Motorola, the world's second-biggest handset maker, said it would develop advanced mobile phones using chips from Texas Instruments, the No. 1 wireless chip maker.

Motorola said it would use customized chips from TI for upcoming third-generation (3G) high-speed wireless handsets that would be available as early as 2008.

Analysts said the deal would boost revenue at TI, which already sells Motorola chips for cheaper handsets but recently blamed its poor quarterly results on weak demand for more-costly phones that use multiple TI chips.

"We view this announcement as highly significant given (Motorola's) size, market share momentum and potential TI dollar content per phone," Stifel Nicolaus analyst Cody Acree said in a note to clients.

Acree estimated that TI could sell as much as $25 worth of chips to Motorola per phone.

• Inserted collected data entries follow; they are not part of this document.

//! `run` command implementation.

use anyhow::{Context, Result};
use replay_engine::{shutdown_channel, ShutdownTrigger};
use tracing::{error, info, warn};

use crate::cli::RunArgs;
use crate::config::load_blueprint;
use crate::pipeline::{build_index, IndexSummary, Pipeline, PipelineConfig};

/// Execute the `run` command
pub async fn run_pipeline(args: &RunArgs) -> Result<()> {
    let blueprint = load_blueprint(&args.config).context("Failed to load configuration")?;

    info!(
        source = %blueprint.source.path.display(),
        start = %blueprint.source.interval.start,
        end = %blueprint.source.interval.end,
        broker = %blueprint.sink.broker,
        topic_prefix = %blueprint.sink.topic_prefix,
        "Configuration loaded"
    );

    // Dry run - index only, no connection
    if args.dry_run {
        let index = build_index(&blueprint).context("Failed to index sentence log")?;
        info!("Dry run mode - index built, exiting");
        println!();
        IndexSummary::from_index(&blueprint.source.path, &index).print();
        println!();
        return Ok(());
    }

    let pipeline = Pipeline::new(PipelineConfig {
        blueprint,
        metrics_port: (args.metrics_port != 0).then_some(args.metrics_port),
    });

    let (trigger, signal) = shutdown_channel();
    let signal_task = tokio::spawn(forward_shutdown_signal(trigger));

    info!("Starting replay...");
    let result = pipeline.run(signal).await;
    signal_task.abort();

    let stats = result.context("Replay failed")?;
    info!(
        passes = stats.replay.passes,
        published = stats.delivery.published,
        failed = stats.delivery.failed,
        duration_secs = stats.duration.as_secs_f64(),
        "Replay finished"
    );
    stats.print_summary();

    Ok(())
}

/// Wait for Ctrl+C or SIGTERM, then request a stop
async fn forward_shutdown_signal(trigger: ShutdownTrigger) {
    setup_shutdown_signal().await;
    warn!("Received shutdown signal, stopping replay...");
    trigger.trigger();
}

/// Resolves on Ctrl+C or SIGTERM
async fn setup_shutdown_signal() {
    let ctrl_c = async {
        if let Err(e) = tokio::signal::ctrl_c().await {
            error!(error = %e, "Failed to install Ctrl+C handler");
            std::future::pending::<()>().await;
        }
    };

    #[cfg(unix)]
    let terminate = async {
        use tokio::signal::unix::{signal, SignalKind};

        match signal(SignalKind::terminate()) {
            Ok(mut sigterm) => {
                sigterm.recv().await;
            }
            Err(e) => {
                error!(error = %e, "Failed to install SIGTERM handler");
                std::future::pending::<()>().await;
            }
        }
    };

    #[cfg(not(unix))]
    let terminate = std::future::pending::<()>();

    tokio::select! {
        _ = ctrl_c => {},
        _ = terminate => {},
    }
}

Forward Concepts analyst Will Strauss estimated that under the new agreement, TI's revenue per phone could be at least $30 per phone.

"Each high-end phone will bring in at least three times the revenue of a low-end phone for TI," Strauss said.

Motorola said TI would also supply chips for handsets based on WiMax, an emerging high-speed wireless technology, and these handsets would also be available in 2008.

Motorola, which had mostly used chips from Freescale Semiconductor, has been adding new suppliers including Qualcomm as well as TI.

Strauss said more suppliers help to drive down costs at Motorola, which saw its profits halve in the third quarter as it was hurt by phone price discounts.

"I think it gives (Motorola) negotiating room," he said. "They can negotiate lower prices because they have more chip suppliers."

Nokia, Motorola's main handset rival, is TI's biggest cell phone chip customer. TI's second-biggest chip customer is Ericsson, Strauss said.

One analyst noted that while the Motorola deal was positive, the revenue boost would not come until 2008.